TASK DIRECTIONS:
Transcribe exactly the lines that begin the material and continue through the line containing "a seeded draw". Leave out whatever follows.

[Opening RECORDS FOR THE TASK section]

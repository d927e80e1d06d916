#![deny(warnings)]

//! Market model: price formation and colony demand for Space Tribes.
//!
//! This crate provides deterministic utilities for:
//! - Next-day prices from aggregate sales vs colony demand (step bands)
//! - Colony demand per day from a fixed rotation or a seeded draw
//! - Optional random market shocks drawn from an injected RNG

use rand::{Rng, SeedableRng};
use rand_chacha::ChaCha8Rng;
use rust_decimal::Decimal;
use serde::{Deserialize, Serialize};
use sim_core::{round_to, DemandSchedule, MarketShock, PriceBand, PricingConfig, Resource, ResourceMap};
use tracing::debug;

/// Deterministic RNG for one game day.
///
/// Every random draw of a day (bot choices, demand, shocks) comes from this
/// stream, so replaying a seed replays the game.
pub fn day_rng(seed: u64, day: u32) -> ChaCha8Rng {
    ChaCha8Rng::seed_from_u64(seed ^ u64::from(day).wrapping_mul(0x9E37_79B9_7F4A_7C15))
}

/// Sold/demand ratio. `None` means demand is zero and the ratio saturates.
pub fn supply_ratio(sold: Decimal, demand: Decimal) -> Option<Decimal> {
    if demand <= Decimal::ZERO {
        return None;
    }
    sold.checked_div(demand)
}

/// Price multiplier for a ratio.
///
/// Bands are scanned from the highest `min_ratio` down; a saturated ratio
/// takes the first (steepest drop) band. Without bands the price holds.
pub fn price_multiplier(ratio: Option<Decimal>, bands: &[PriceBand]) -> Decimal {
    let Some(ratio) = ratio else {
        return bands.first().map_or(Decimal::ONE, |b| b.multiplier);
    };
    bands
        .iter()
        .find(|b| ratio >= b.min_ratio)
        .or_else(|| bands.last())
        .map_or(Decimal::ONE, |b| b.multiplier)
}

/// Clamp a price into the configured bounds. The ceiling wins if the bounds
/// are inverted.
pub fn clamp_price(price: Decimal, pricing: &PricingConfig) -> Decimal {
    price.max(pricing.price_min).min(pricing.price_max)
}

/// Next price of one resource: current price times the band multiplier,
/// rounded to `price_scale`, then clamped.
pub fn next_price(current: Decimal, sold: Decimal, demand: Decimal, pricing: &PricingConfig) -> Decimal {
    let mult = price_multiplier(supply_ratio(sold, demand), &pricing.bands);
    clamp_price(round_to(current * mult, pricing.price_scale), pricing)
}

/// Next-day prices for every resource. Pure and side-effect free.
///
/// Example:
/// let next = next_prices(&ResourceMap::splat(10.into()), &ResourceMap::default(),
///                        &ResourceMap::splat(15.into()), &PricingConfig::default());
/// assert_eq!(next[Resource::BlueGems], Decimal::from(16));
pub fn next_prices(
    current: &ResourceMap<Decimal>,
    total_sold: &ResourceMap<Decimal>,
    demand: &ResourceMap<Decimal>,
    pricing: &PricingConfig,
) -> ResourceMap<Decimal> {
    ResourceMap::from_fn(|r| {
        let p = next_price(current[r], total_sold[r], demand[r], pricing);
        debug!(resource = %r, sold = %total_sold[r], demand = %demand[r], from = %current[r], to = %p, "repriced");
        p
    })
}

/// Colony demand for `day` (1-based).
///
/// Cyclic schedules never touch the RNG; seeded schedules draw one whole
/// number per resource in canonical order.
pub fn colony_needs_for<R: Rng>(schedule: &DemandSchedule, day: u32, rng: &mut R) -> ResourceMap<Decimal> {
    match schedule {
        DemandSchedule::Cyclic { cycle } => {
            if cycle.is_empty() {
                return ResourceMap::default();
            }
            let idx = (day.saturating_sub(1) as usize) % cycle.len();
            cycle[idx]
        }
        DemandSchedule::Seeded { min, max } => {
            let (lo, hi) = if min <= max { (*min, *max) } else { (*max, *min) };
            ResourceMap::from_fn(|_| Decimal::from(rng.gen_range(lo..=hi)))
        }
    }
}

/// A random price jolt that happened after pricing.
#[derive(Clone, Copy, Debug, PartialEq, Eq, Serialize, Deserialize)]
pub struct ShockEvent {
    pub resource: Resource,
    pub from: Decimal,
    pub to: Decimal,
}

impl ShockEvent {
    pub fn rose(&self) -> bool {
        self.to > self.from
    }
}

/// Maybe move one resource's price by `±magnitude`, clamped to bounds.
pub fn apply_market_shock<R: Rng>(
    prices: &mut ResourceMap<Decimal>,
    shock: &MarketShock,
    pricing: &PricingConfig,
    rng: &mut R,
) -> Option<ShockEvent> {
    if !(shock.chance.is_finite() && shock.chance > 0.0) {
        return None;
    }
    if !rng.gen_bool(shock.chance.min(1.0)) {
        return None;
    }
    let resource = Resource::ALL[rng.gen_range(0..Resource::ALL.len())];
    let delta = if rng.gen_bool(0.5) {
        shock.magnitude
    } else {
        -shock.magnitude
    };
    let from = prices[resource];
    let to = clamp_price(from + delta, pricing);
    prices[resource] = to;
    Some(ShockEvent { resource, from, to })
}
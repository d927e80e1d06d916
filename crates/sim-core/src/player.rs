//! Tribes and their holdings.

use crate::config::GameConfig;
use crate::resource::{Resource, ResourceMap};
use rust_decimal::Decimal;
use serde::{Deserialize, Serialize};
use std::fmt;

/// Stable player identifier, assigned in registration order starting at 1.
#[derive(Clone, Copy, Debug, PartialEq, Eq, PartialOrd, Ord, Hash, Serialize, Deserialize)]
#[serde(transparent)]
pub struct PlayerId(pub u32);

impl fmt::Display for PlayerId {
    fn fmt(&self, f: &mut fmt::Formatter<'_>) -> fmt::Result {
        write!(f, "#{}", self.0)
    }
}

/// Who drives a tribe.
#[derive(Clone, Copy, Debug, Default, PartialEq, Eq, Serialize, Deserialize)]
#[serde(rename_all = "snake_case")]
pub enum PlayerKind {
    #[default]
    Human,
    Bot,
}

/// Purchasable capability tracks.
#[derive(Clone, Copy, Debug, PartialEq, Eq, Hash, Serialize, Deserialize)]
#[serde(rename_all = "snake_case")]
pub enum UpgradeKind {
    /// Mining robots: more yield per effort point.
    Miner,
    /// Defense systems: part of the stockpile is shielded from raids.
    Defense,
}

impl UpgradeKind {
    pub const ALL: [UpgradeKind; 2] = [UpgradeKind::Miner, UpgradeKind::Defense];
}

/// Upgrade levels; they only ever go up.
#[derive(Clone, Copy, Debug, Default, PartialEq, Eq, Serialize, Deserialize)]
#[serde(default)]
pub struct Upgrades {
    pub miner: u32,
    pub defense: u32,
}

impl Upgrades {
    pub fn level(&self, kind: UpgradeKind) -> u32 {
        match kind {
            UpgradeKind::Miner => self.miner,
            UpgradeKind::Defense => self.defense,
        }
    }

    pub fn level_mut(&mut self, kind: UpgradeKind) -> &mut u32 {
        match kind {
            UpgradeKind::Miner => &mut self.miner,
            UpgradeKind::Defense => &mut self.defense,
        }
    }
}

/// Everything the engine tracks about one tribe.
#[derive(Clone, Debug, PartialEq, Serialize, Deserialize)]
pub struct PlayerState {
    pub id: PlayerId,
    /// Login name.
    pub name: String,
    /// Display name of the tribe.
    pub tribe_name: String,
    #[serde(default)]
    pub kind: PlayerKind,
    /// Credit balance; normal play keeps it non-negative but it is not clamped.
    pub credits: Decimal,
    /// Freely usable holdings.
    #[serde(default)]
    pub stockpile: ResourceMap<Decimal>,
    /// Fresh loot, immune to raids until merged at the start of the next day.
    #[serde(default)]
    pub protected_stockpile: ResourceMap<Decimal>,
    #[serde(default)]
    pub upgrades: Upgrades,
}

impl PlayerState {
    /// New tribe with the configured starting grant.
    pub fn new(
        id: PlayerId,
        name: impl Into<String>,
        tribe_name: impl Into<String>,
        kind: PlayerKind,
        cfg: &GameConfig,
    ) -> Self {
        Self {
            id,
            name: name.into(),
            tribe_name: tribe_name.into(),
            kind,
            credits: cfg.starting_credits,
            stockpile: cfg.starting_stockpile,
            protected_stockpile: ResourceMap::default(),
            upgrades: Upgrades::default(),
        }
    }

    pub fn is_bot(&self) -> bool {
        self.kind == PlayerKind::Bot
    }

    /// Usable plus protected holdings of `r`.
    pub fn holdings(&self, r: Resource) -> Decimal {
        self.stockpile[r] + self.protected_stockpile[r]
    }
}

/// Position on the leaderboard.
#[derive(Clone, Debug, PartialEq, Serialize, Deserialize)]
pub struct Standing {
    /// 1-based rank.
    pub rank: usize,
    pub player: PlayerId,
    pub name: String,
    pub tribe_name: String,
    pub credits: Decimal,
}

/// Rank players by credits, highest first. Ties keep roster order.
pub fn standings(players: &[PlayerState]) -> Vec<Standing> {
    let mut order: Vec<&PlayerState> = players.iter().collect();
    // sort_by is stable
    order.sort_by(|a, b| b.credits.cmp(&a.credits));
    order
        .into_iter()
        .enumerate()
        .map(|(i, p)| Standing {
            rank: i + 1,
            player: p.id,
            name: p.name.clone(),
            tribe_name: p.tribe_name.clone(),
            credits: p.credits,
        })
        .collect()
}
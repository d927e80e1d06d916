//! Resources and per-resource maps.

use rust_decimal::{Decimal, RoundingStrategy};
use serde::{Deserialize, Serialize};
use std::fmt;
use std::ops::{Index, IndexMut};
use std::str::FromStr;

/// Minable, tradable resource kinds.
#[derive(Clone, Copy, Debug, PartialEq, Eq, PartialOrd, Ord, Hash, Serialize, Deserialize)]
#[serde(rename_all = "lowercase")]
pub enum Resource {
    /// Blue gems.
    BlueGems,
    /// Red rubies.
    RedRubies,
    /// White diamonds.
    WhiteDiamonds,
    /// Green poison, burned as raid fuel by default.
    GreenPoison,
}

impl Resource {
    /// Every resource in canonical iteration order.
    pub const ALL: [Resource; 4] = [
        Resource::BlueGems,
        Resource::RedRubies,
        Resource::WhiteDiamonds,
        Resource::GreenPoison,
    ];

    /// Stable lowercase name used in news and serialized state.
    pub fn as_str(self) -> &'static str {
        match self {
            Resource::BlueGems => "bluegems",
            Resource::RedRubies => "redrubies",
            Resource::WhiteDiamonds => "whitediamonds",
            Resource::GreenPoison => "greenpoison",
        }
    }
}

impl fmt::Display for Resource {
    fn fmt(&self, f: &mut fmt::Formatter<'_>) -> fmt::Result {
        f.write_str(self.as_str())
    }
}

/// Error returned when parsing an unknown resource name.
#[derive(Debug, Clone, PartialEq, Eq, thiserror::Error)]
#[error("unknown resource: {0}")]
pub struct UnknownResource(pub String);

impl FromStr for Resource {
    type Err = UnknownResource;

    fn from_str(s: &str) -> Result<Self, Self::Err> {
        Resource::ALL
            .into_iter()
            .find(|r| r.as_str().eq_ignore_ascii_case(s.trim()))
            .ok_or_else(|| UnknownResource(s.to_string()))
    }
}

/// Total map from every [`Resource`] to a value.
#[derive(Clone, Copy, Debug, Default, PartialEq, Eq, Serialize, Deserialize)]
#[serde(default, bound(deserialize = "T: Deserialize<'de> + Default"))]
pub struct ResourceMap<T> {
    pub bluegems: T,
    pub redrubies: T,
    pub whitediamonds: T,
    pub greenpoison: T,
}

impl<T> ResourceMap<T> {
    /// Build a map by evaluating `f` once per resource, in canonical order.
    pub fn from_fn(mut f: impl FnMut(Resource) -> T) -> Self {
        Self {
            bluegems: f(Resource::BlueGems),
            redrubies: f(Resource::RedRubies),
            whitediamonds: f(Resource::WhiteDiamonds),
            greenpoison: f(Resource::GreenPoison),
        }
    }

    /// Iterate `(resource, &value)` pairs in canonical order.
    pub fn iter(&self) -> impl Iterator<Item = (Resource, &T)> {
        Resource::ALL.into_iter().map(move |r| (r, &self[r]))
    }

    /// Apply `f` to every value.
    pub fn map<U>(&self, mut f: impl FnMut(Resource, &T) -> U) -> ResourceMap<U> {
        ResourceMap::from_fn(|r| f(r, &self[r]))
    }
}

impl<T: Clone> ResourceMap<T> {
    /// Map with the same value for every resource.
    pub fn splat(value: T) -> Self {
        Self::from_fn(|_| value.clone())
    }
}

impl ResourceMap<Decimal> {
    /// Sum of all values.
    pub fn total(&self) -> Decimal {
        self.iter().map(|(_, v)| *v).sum()
    }
}

impl ResourceMap<u32> {
    /// Sum of all values, saturating.
    pub fn total(&self) -> u32 {
        self.iter().fold(0u32, |acc, (_, v)| acc.saturating_add(*v))
    }
}

impl<T> Index<Resource> for ResourceMap<T> {
    type Output = T;

    fn index(&self, r: Resource) -> &T {
        match r {
            Resource::BlueGems => &self.bluegems,
            Resource::RedRubies => &self.redrubies,
            Resource::WhiteDiamonds => &self.whitediamonds,
            Resource::GreenPoison => &self.greenpoison,
        }
    }
}

impl<T> IndexMut<Resource> for ResourceMap<T> {
    fn index_mut(&mut self, r: Resource) -> &mut T {
        match r {
            Resource::BlueGems => &mut self.bluegems,
            Resource::RedRubies => &mut self.redrubies,
            Resource::WhiteDiamonds => &mut self.whitediamonds,
            Resource::GreenPoison => &mut self.greenpoison,
        }
    }
}

/// Round down to `scale` decimal places (0 = whole units).
pub fn floor_to(value: Decimal, scale: u32) -> Decimal {
    value.round_dp_with_strategy(scale, RoundingStrategy::ToNegativeInfinity)
}

/// Round half away from zero to `scale` decimal places.
pub fn round_to(value: Decimal, scale: u32) -> Decimal {
    value.round_dp_with_strategy(scale, RoundingStrategy::MidpointAwayFromZero)
}

/// Clamp `requested` into `[0, available]`.
pub fn clamp_quantity(requested: Decimal, available: Decimal) -> Decimal {
    requested.max(Decimal::ZERO).min(available.max(Decimal::ZERO))
}
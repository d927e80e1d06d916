//! Game configuration. Every constant the engine consults lives here and can
//! be overridden from a serialized config; missing fields take the defaults of
//! the classic six-tribe game.

use crate::player::UpgradeKind;
use crate::resource::{Resource, ResourceMap};
use rust_decimal::Decimal;
use serde::{Deserialize, Serialize};
use thiserror::Error;

/// One band of the supply/demand price response.
///
/// A band applies when `sold / demand >= min_ratio`; bands are checked from the
/// highest `min_ratio` down.
#[derive(Clone, Copy, Debug, PartialEq, Serialize, Deserialize)]
pub struct PriceBand {
    /// Inclusive lower bound of the sold/demand ratio.
    pub min_ratio: Decimal,
    /// Factor applied to the current price.
    pub multiplier: Decimal,
}

impl PriceBand {
    pub const fn new(min_ratio: Decimal, multiplier: Decimal) -> Self {
        Self {
            min_ratio,
            multiplier,
        }
    }
}

/// Default price response: oversupply drops prices, shortage raises them.
pub fn default_price_bands() -> Vec<PriceBand> {
    vec![
        PriceBand::new(Decimal::new(15, 1), Decimal::new(6, 1)),
        PriceBand::new(Decimal::new(12, 1), Decimal::new(8, 1)),
        PriceBand::new(Decimal::new(8, 1), Decimal::ONE),
        PriceBand::new(Decimal::new(5, 1), Decimal::new(13, 1)),
        PriceBand::new(Decimal::ZERO, Decimal::new(16, 1)),
    ]
}

/// Market pricing parameters.
#[derive(Clone, Debug, PartialEq, Serialize, Deserialize)]
#[serde(default)]
pub struct PricingConfig {
    /// Lowest price a resource can reach.
    pub price_min: Decimal,
    /// Highest price a resource can reach.
    pub price_max: Decimal,
    /// Decimal places prices are rounded to (0 = whole credits).
    pub price_scale: u32,
    /// Opening price of every resource.
    pub starting_price: Decimal,
    /// Ratio bands, highest `min_ratio` first; the last band must start at 0.
    pub bands: Vec<PriceBand>,
}

impl Default for PricingConfig {
    fn default() -> Self {
        Self {
            price_min: Decimal::new(5, 0),
            price_max: Decimal::new(50, 0),
            price_scale: 0,
            starting_price: Decimal::new(10, 0),
            bands: default_price_bands(),
        }
    }
}

/// How the colony's daily demand is produced.
#[derive(Clone, Debug, PartialEq, Serialize, Deserialize)]
#[serde(tag = "mode", rename_all = "snake_case")]
pub enum DemandSchedule {
    /// Fixed rotation: day `d` uses entry `(d - 1) % cycle.len()`.
    Cyclic { cycle: Vec<ResourceMap<Decimal>> },
    /// Uniform whole-unit draw in `[min, max]` per resource per day.
    Seeded { min: u32, max: u32 },
}

impl Default for DemandSchedule {
    fn default() -> Self {
        let row = |a: i64, b: i64, c: i64, d: i64| ResourceMap {
            bluegems: Decimal::new(a, 0),
            redrubies: Decimal::new(b, 0),
            whitediamonds: Decimal::new(c, 0),
            greenpoison: Decimal::new(d, 0),
        };
        DemandSchedule::Cyclic {
            cycle: vec![
                row(20, 15, 10, 15),
                row(15, 20, 12, 10),
                row(25, 10, 8, 15),
                row(10, 15, 15, 20),
                row(20, 20, 10, 10),
            ],
        }
    }
}

/// Random one-off price jolt applied after pricing.
#[derive(Clone, Copy, Debug, PartialEq, Serialize, Deserialize)]
#[serde(default)]
pub struct MarketShock {
    /// Probability per day in `[0, 1]`; 0 disables shocks.
    pub chance: f64,
    /// Absolute price change, applied up or down.
    pub magnitude: Decimal,
}

impl Default for MarketShock {
    fn default() -> Self {
        Self {
            chance: 0.0,
            magnitude: Decimal::new(2, 0),
        }
    }
}

/// Linear upgrade price: `base + level * increment`.
#[derive(Clone, Copy, Debug, PartialEq, Serialize, Deserialize)]
pub struct CostCurve {
    pub base: Decimal,
    pub increment: Decimal,
}

impl CostCurve {
    /// Price of the next level when the current level is `level`.
    pub fn cost(&self, level: u32) -> Decimal {
        self.base + Decimal::from(level) * self.increment
    }
}

/// Cost curves per upgrade track.
#[derive(Clone, Copy, Debug, PartialEq, Serialize, Deserialize)]
#[serde(default)]
pub struct UpgradeCosts {
    pub miner: CostCurve,
    pub defense: CostCurve,
}

impl UpgradeCosts {
    pub fn curve(&self, kind: UpgradeKind) -> &CostCurve {
        match kind {
            UpgradeKind::Miner => &self.miner,
            UpgradeKind::Defense => &self.defense,
        }
    }
}

impl Default for UpgradeCosts {
    fn default() -> Self {
        Self {
            miner: CostCurve {
                base: Decimal::new(100, 0),
                increment: Decimal::new(50, 0),
            },
            defense: CostCurve {
                base: Decimal::new(80, 0),
                increment: Decimal::new(40, 0),
            },
        }
    }
}

/// What a human player who submitted nothing does for the day.
#[derive(Clone, Copy, Debug, Default, PartialEq, Eq, Serialize, Deserialize)]
#[serde(rename_all = "snake_case")]
pub enum AbsenteePolicy {
    /// Mine nothing and sell nothing.
    Idle,
    /// Spread `standard_effort_per_resource` on every resource, sell nothing.
    #[default]
    Standard,
}

/// Behaviour of bot tribes that have no submitted decision.
#[derive(Clone, Copy, Debug, PartialEq, Serialize, Deserialize)]
#[serde(default)]
pub struct BotConfig {
    /// Fraction of each stockpile offered for sale, in `[0, 1]`.
    pub sell_fraction: Decimal,
    /// Daily probability of raiding another tribe.
    pub raid_chance: f64,
    /// Daily probability of attempting an upgrade.
    pub upgrade_chance: f64,
}

impl Default for BotConfig {
    fn default() -> Self {
        Self {
            sell_fraction: Decimal::new(5, 1),
            raid_chance: 0.2,
            upgrade_chance: 0.3,
        }
    }
}

/// Full engine configuration.
#[derive(Clone, Debug, PartialEq, Serialize, Deserialize)]
#[serde(default)]
pub struct GameConfig {
    /// Daily effort budget across all resources.
    pub max_effort_points: u32,
    /// Per-resource cap on a single day's sell order.
    pub max_sell_per_resource: Decimal,
    /// Cap on a single day's emergency dump.
    pub max_dump_per_day: Decimal,
    /// Fixed price paid for dumped units.
    pub dump_price: Decimal,
    /// Resource burned to attempt a raid.
    pub raid_fuel: Resource,
    /// Fuel burned per raid attempt.
    pub raid_cost: Decimal,
    /// Loot each valid raider demands from the victim.
    pub raid_loot_per_attacker: Decimal,
    /// Share of a victim's stock shielded per defense level.
    pub defense_shield_per_level: Decimal,
    /// Upper bound on the shielded share.
    pub max_defense_shield: Decimal,
    pub pricing: PricingConfig,
    /// Decimal places quantities are kept at (0 = whole units).
    pub quantity_scale: u32,
    /// Number of resolvable days.
    pub duration_days: u32,
    /// Units mined per effort point before upgrades.
    pub per_unit_yield: ResourceMap<Decimal>,
    /// Extra yield fraction per miner level.
    pub mining_bonus_per_level: Decimal,
    pub upgrades: UpgradeCosts,
    pub colony_needs: DemandSchedule,
    pub market_shock: MarketShock,
    pub absentee_policy: AbsenteePolicy,
    /// Effort per resource under [`AbsenteePolicy::Standard`] and for bots.
    pub standard_effort_per_resource: u32,
    pub bot: BotConfig,
    pub starting_credits: Decimal,
    pub starting_stockpile: ResourceMap<Decimal>,
    /// Days of market history retained for display.
    pub history_len: usize,
    /// News entries retained for display.
    pub news_len: usize,
    /// Roster size bots pad up to. Humans may join beyond it.
    pub roster_size: usize,
}

impl Default for GameConfig {
    fn default() -> Self {
        Self {
            max_effort_points: 10,
            max_sell_per_resource: Decimal::new(50, 0),
            max_dump_per_day: Decimal::new(10, 0),
            dump_price: Decimal::new(3, 0),
            raid_fuel: Resource::GreenPoison,
            raid_cost: Decimal::new(2, 0),
            raid_loot_per_attacker: Decimal::new(5, 0),
            defense_shield_per_level: Decimal::new(1, 1),
            max_defense_shield: Decimal::new(5, 1),
            pricing: PricingConfig::default(),
            quantity_scale: 0,
            duration_days: 30,
            per_unit_yield: ResourceMap {
                bluegems: Decimal::new(3, 0),
                redrubies: Decimal::new(2, 0),
                whitediamonds: Decimal::ONE,
                greenpoison: Decimal::new(2, 0),
            },
            mining_bonus_per_level: Decimal::new(1, 1),
            upgrades: UpgradeCosts::default(),
            colony_needs: DemandSchedule::default(),
            market_shock: MarketShock::default(),
            absentee_policy: AbsenteePolicy::Standard,
            standard_effort_per_resource: 2,
            bot: BotConfig::default(),
            starting_credits: Decimal::new(1000, 0),
            starting_stockpile: ResourceMap::default(),
            history_len: 10,
            news_len: 20,
            roster_size: 6,
        }
    }
}

/// Configuration rejected by [`GameConfig::validate`].
#[derive(Debug, Error, PartialEq)]
pub enum ConfigError {
    #[error("price bounds invalid: min {min} max {max}")]
    PriceBounds { min: Decimal, max: Decimal },
    #[error("price bands must be non-empty, strictly descending and end at ratio 0")]
    PriceBands,
    #[error("{0} must not be negative")]
    Negative(&'static str),
    #[error("probability {0} outside [0, 1]")]
    Probability(&'static str),
    #[error("colony demand schedule is empty or inverted")]
    DemandSchedule,
    #[error("duration must be at least one day")]
    ZeroDuration,
    #[error("scale {0} exceeds the supported 4 decimal places")]
    Scale(u32),
}

impl GameConfig {
    /// Check cross-field invariants the engine relies on.
    pub fn validate(&self) -> Result<(), ConfigError> {
        let p = &self.pricing;
        if p.price_min <= Decimal::ZERO || p.price_min > p.price_max {
            return Err(ConfigError::PriceBounds {
                min: p.price_min,
                max: p.price_max,
            });
        }
        validate_bands(&p.bands)?;
        if p.price_scale > 4 {
            return Err(ConfigError::Scale(p.price_scale));
        }
        if self.quantity_scale > 4 {
            return Err(ConfigError::Scale(self.quantity_scale));
        }
        let non_negative = [
            ("max_sell_per_resource", self.max_sell_per_resource),
            ("max_dump_per_day", self.max_dump_per_day),
            ("dump_price", self.dump_price),
            ("raid_cost", self.raid_cost),
            ("raid_loot_per_attacker", self.raid_loot_per_attacker),
            ("defense_shield_per_level", self.defense_shield_per_level),
            ("mining_bonus_per_level", self.mining_bonus_per_level),
            ("starting_credits", self.starting_credits),
            ("market_shock.magnitude", self.market_shock.magnitude),
        ];
        for (name, v) in non_negative {
            if v < Decimal::ZERO {
                return Err(ConfigError::Negative(name));
            }
        }
        if self.per_unit_yield.iter().any(|(_, v)| *v < Decimal::ZERO)
            || self.starting_stockpile.iter().any(|(_, v)| *v < Decimal::ZERO)
        {
            return Err(ConfigError::Negative("per-resource amounts"));
        }
        if self.max_defense_shield < Decimal::ZERO || self.max_defense_shield > Decimal::ONE {
            return Err(ConfigError::Probability("max_defense_shield"));
        }
        if self.bot.sell_fraction < Decimal::ZERO || self.bot.sell_fraction > Decimal::ONE {
            return Err(ConfigError::Probability("bot.sell_fraction"));
        }
        for (name, v) in [
            ("bot.raid_chance", self.bot.raid_chance),
            ("bot.upgrade_chance", self.bot.upgrade_chance),
            ("market_shock.chance", self.market_shock.chance),
        ] {
            if !(0.0..=1.0).contains(&v) {
                return Err(ConfigError::Probability(name));
            }
        }
        match &self.colony_needs {
            DemandSchedule::Cyclic { cycle } => {
                if cycle.is_empty()
                    || cycle
                        .iter()
                        .any(|row| row.iter().any(|(_, v)| *v < Decimal::ZERO))
                {
                    return Err(ConfigError::DemandSchedule);
                }
            }
            DemandSchedule::Seeded { min, max } => {
                if min > max {
                    return Err(ConfigError::DemandSchedule);
                }
            }
        }
        if self.duration_days == 0 {
            return Err(ConfigError::ZeroDuration);
        }
        Ok(())
    }
}

fn validate_bands(bands: &[PriceBand]) -> Result<(), ConfigError> {
    let Some(last) = bands.last() else {
        return Err(ConfigError::PriceBands);
    };
    if last.min_ratio != Decimal::ZERO {
        return Err(ConfigError::PriceBands);
    }
    let descending = bands.windows(2).all(|w| w[0].min_ratio > w[1].min_ratio);
    let positive = bands.iter().all(|b| b.multiplier > Decimal::ZERO);
    if !descending || !positive {
        return Err(ConfigError::PriceBands);
    }
    Ok(())
}

#[cfg(test)]
mod tests {
    use super::*;

    #[test]
    fn defaults_are_valid() {
        GameConfig::default().validate().unwrap();
    }

    #[test]
    fn partial_override_keeps_defaults() {
        let cfg: GameConfig = serde_json::from_str(
            r#"{"raid_cost": 3, "pricing": {"price_max": 80}, "absentee_policy": "idle"}"#,
        )
        .unwrap();
        assert_eq!(cfg.raid_cost, Decimal::new(3, 0));
        assert_eq!(cfg.pricing.price_max, Decimal::new(80, 0));
        assert_eq!(cfg.pricing.price_min, Decimal::new(5, 0));
        assert_eq!(cfg.absentee_policy, AbsenteePolicy::Idle);
        assert_eq!(cfg.max_effort_points, 10);
        cfg.validate().unwrap();
    }

    #[test]
    fn seeded_schedule_parses() {
        let cfg: GameConfig =
            serde_json::from_str(r#"{"colony_needs": {"mode": "seeded", "min": 5, "max": 25}}"#)
                .unwrap();
        assert_eq!(cfg.colony_needs, DemandSchedule::Seeded { min: 5, max: 25 });
    }

    #[test]
    fn rejects_inverted_price_bounds() {
        let mut cfg = GameConfig::default();
        cfg.pricing.price_min = Decimal::new(60, 0);
        assert!(matches!(cfg.validate(), Err(ConfigError::PriceBounds { .. })));
    }

    #[test]
    fn rejects_unsorted_bands() {
        let mut cfg = GameConfig::default();
        cfg.pricing.bands.swap(0, 1);
        assert_eq!(cfg.validate(), Err(ConfigError::PriceBands));
        cfg.pricing.bands.clear();
        assert_eq!(cfg.validate(), Err(ConfigError::PriceBands));
    }

    #[test]
    fn rejects_bad_probability() {
        let mut cfg = GameConfig::default();
        cfg.bot.raid_chance = 1.5;
        assert_eq!(cfg.validate(), Err(ConfigError::Probability("bot.raid_chance")));
    }

    #[test]
    fn upgrade_cost_grows_with_level() {
        let costs = UpgradeCosts::default();
        assert_eq!(costs.miner.cost(0), Decimal::new(100, 0));
        assert_eq!(costs.miner.cost(2), Decimal::new(200, 0));
        assert_eq!(costs.defense.cost(1), Decimal::new(120, 0));
    }
}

[Closing RECORDS FOR THE TASK section]

WORKED SOLUTION:
repository d927e80e1d06d916
#![deny(warnings)]

//! Market model: price formation and colony demand for Space Tribes.
//!
//! This crate provides deterministic utilities for:
//! - Next-day prices from aggregate sales vs colony demand (step bands)
//! - Colony demand per day from a fixed rotation or a seeded draw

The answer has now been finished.